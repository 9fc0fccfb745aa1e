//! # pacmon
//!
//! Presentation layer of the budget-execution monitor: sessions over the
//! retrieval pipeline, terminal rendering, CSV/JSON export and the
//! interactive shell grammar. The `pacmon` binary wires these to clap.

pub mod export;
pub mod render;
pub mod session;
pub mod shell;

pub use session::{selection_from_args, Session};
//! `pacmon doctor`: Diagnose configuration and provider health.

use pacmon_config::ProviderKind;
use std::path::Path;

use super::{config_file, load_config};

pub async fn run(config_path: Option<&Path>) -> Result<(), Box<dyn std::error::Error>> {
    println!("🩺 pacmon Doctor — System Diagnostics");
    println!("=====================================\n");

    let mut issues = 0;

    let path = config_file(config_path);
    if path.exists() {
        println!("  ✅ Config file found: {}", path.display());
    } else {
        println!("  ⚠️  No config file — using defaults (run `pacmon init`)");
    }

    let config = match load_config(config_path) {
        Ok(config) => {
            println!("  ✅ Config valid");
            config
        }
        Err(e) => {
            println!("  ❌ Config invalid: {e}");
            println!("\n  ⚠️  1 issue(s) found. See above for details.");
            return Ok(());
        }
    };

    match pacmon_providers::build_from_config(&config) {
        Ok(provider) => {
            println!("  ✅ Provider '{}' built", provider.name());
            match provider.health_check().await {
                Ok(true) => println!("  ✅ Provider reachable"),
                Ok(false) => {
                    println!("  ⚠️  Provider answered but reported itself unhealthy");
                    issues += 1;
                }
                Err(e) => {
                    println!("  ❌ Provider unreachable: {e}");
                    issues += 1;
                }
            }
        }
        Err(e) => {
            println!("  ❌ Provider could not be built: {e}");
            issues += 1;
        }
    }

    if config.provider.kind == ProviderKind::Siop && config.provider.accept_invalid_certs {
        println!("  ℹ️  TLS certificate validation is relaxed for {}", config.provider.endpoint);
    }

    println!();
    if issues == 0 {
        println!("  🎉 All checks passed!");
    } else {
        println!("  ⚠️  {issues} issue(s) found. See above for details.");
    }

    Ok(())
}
...
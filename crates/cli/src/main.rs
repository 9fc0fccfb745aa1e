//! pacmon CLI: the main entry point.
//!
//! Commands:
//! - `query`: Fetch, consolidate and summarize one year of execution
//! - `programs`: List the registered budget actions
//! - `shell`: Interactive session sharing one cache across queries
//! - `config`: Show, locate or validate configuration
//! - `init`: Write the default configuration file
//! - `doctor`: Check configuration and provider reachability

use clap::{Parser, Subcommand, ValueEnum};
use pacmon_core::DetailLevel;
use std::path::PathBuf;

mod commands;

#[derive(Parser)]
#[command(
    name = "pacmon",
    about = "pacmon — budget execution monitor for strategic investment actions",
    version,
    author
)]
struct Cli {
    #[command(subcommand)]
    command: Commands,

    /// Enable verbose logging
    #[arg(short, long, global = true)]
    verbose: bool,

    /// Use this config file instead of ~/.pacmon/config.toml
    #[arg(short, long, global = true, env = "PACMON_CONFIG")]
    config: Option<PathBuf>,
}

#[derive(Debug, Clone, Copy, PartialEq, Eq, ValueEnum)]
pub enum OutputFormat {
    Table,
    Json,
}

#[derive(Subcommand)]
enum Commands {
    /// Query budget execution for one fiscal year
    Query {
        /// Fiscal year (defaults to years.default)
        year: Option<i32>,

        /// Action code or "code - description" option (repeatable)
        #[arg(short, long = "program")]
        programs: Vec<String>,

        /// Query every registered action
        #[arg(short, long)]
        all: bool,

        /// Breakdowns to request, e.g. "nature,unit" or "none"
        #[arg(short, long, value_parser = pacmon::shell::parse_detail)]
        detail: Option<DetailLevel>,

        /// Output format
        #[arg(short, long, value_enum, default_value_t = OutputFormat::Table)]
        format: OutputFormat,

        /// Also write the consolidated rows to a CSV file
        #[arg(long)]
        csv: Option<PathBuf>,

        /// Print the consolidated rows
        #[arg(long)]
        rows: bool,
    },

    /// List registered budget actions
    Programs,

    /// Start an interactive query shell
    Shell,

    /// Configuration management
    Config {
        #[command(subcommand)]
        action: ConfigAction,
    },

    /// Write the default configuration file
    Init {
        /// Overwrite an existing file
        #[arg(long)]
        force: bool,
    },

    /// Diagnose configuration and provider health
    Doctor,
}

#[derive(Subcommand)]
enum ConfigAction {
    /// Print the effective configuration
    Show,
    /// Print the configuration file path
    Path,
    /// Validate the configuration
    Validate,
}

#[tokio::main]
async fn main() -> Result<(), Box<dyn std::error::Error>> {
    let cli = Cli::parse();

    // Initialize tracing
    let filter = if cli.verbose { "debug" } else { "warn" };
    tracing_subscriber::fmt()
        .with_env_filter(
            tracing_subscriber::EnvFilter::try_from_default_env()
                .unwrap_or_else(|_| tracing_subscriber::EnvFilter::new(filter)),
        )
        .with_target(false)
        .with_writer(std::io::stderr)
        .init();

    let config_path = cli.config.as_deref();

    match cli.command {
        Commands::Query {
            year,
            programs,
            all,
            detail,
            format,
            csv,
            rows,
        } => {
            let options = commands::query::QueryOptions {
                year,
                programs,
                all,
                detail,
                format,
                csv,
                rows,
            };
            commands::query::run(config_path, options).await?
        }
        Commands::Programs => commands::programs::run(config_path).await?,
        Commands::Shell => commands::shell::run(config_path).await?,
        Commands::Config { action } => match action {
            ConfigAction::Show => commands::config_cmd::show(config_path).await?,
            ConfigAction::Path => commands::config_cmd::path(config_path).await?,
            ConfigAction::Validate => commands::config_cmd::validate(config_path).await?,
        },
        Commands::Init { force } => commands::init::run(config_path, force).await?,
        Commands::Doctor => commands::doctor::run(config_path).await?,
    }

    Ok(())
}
* * *
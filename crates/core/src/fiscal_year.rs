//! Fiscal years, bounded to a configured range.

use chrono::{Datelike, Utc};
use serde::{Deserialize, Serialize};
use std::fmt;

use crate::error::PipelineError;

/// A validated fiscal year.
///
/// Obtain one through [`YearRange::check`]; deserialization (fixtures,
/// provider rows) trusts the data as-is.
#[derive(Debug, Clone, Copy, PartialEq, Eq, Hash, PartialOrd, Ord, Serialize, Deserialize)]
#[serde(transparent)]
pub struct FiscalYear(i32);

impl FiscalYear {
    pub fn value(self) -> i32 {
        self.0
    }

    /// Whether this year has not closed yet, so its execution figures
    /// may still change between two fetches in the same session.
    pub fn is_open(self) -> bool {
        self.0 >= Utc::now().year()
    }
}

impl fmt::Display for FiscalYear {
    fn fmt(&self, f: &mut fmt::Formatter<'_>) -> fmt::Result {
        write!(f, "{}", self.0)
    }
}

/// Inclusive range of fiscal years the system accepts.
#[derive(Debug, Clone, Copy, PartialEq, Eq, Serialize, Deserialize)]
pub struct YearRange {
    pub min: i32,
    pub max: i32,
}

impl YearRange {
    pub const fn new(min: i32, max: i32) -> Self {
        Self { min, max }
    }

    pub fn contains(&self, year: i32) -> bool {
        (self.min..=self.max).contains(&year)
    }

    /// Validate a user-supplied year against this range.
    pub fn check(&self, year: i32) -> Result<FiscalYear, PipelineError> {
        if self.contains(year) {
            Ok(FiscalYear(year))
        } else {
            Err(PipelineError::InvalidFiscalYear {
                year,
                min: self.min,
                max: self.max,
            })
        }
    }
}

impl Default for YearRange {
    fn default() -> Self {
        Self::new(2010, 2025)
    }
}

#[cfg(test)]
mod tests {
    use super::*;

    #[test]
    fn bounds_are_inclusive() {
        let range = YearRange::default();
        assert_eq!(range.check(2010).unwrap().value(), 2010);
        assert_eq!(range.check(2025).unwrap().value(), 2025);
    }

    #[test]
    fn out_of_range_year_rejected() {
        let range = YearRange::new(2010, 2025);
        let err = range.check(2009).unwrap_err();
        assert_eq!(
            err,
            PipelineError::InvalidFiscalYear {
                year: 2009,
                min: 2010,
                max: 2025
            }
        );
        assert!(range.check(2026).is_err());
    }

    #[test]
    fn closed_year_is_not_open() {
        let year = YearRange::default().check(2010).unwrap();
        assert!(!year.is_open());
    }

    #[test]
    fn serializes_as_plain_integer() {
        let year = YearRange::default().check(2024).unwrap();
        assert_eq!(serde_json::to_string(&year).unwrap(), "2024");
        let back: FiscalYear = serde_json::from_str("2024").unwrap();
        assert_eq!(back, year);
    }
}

## Activity
Look through the data above and report every line in which "long" appears.

## Your solution
    #[arg(short, long, global = true)]
    #[arg(short, long, global = true, env = "PACMON_CONFIG")]
        #[arg(short, long = "program")]
        #[arg(short, long)]
        #[arg(short, long, value_parser = pacmon::shell::parse_detail)]
        #[arg(short, long, value_enum, default_value_t = OutputFormat::Table)]
        #[arg(long)]
        #[arg(long)]
        #[arg(long)]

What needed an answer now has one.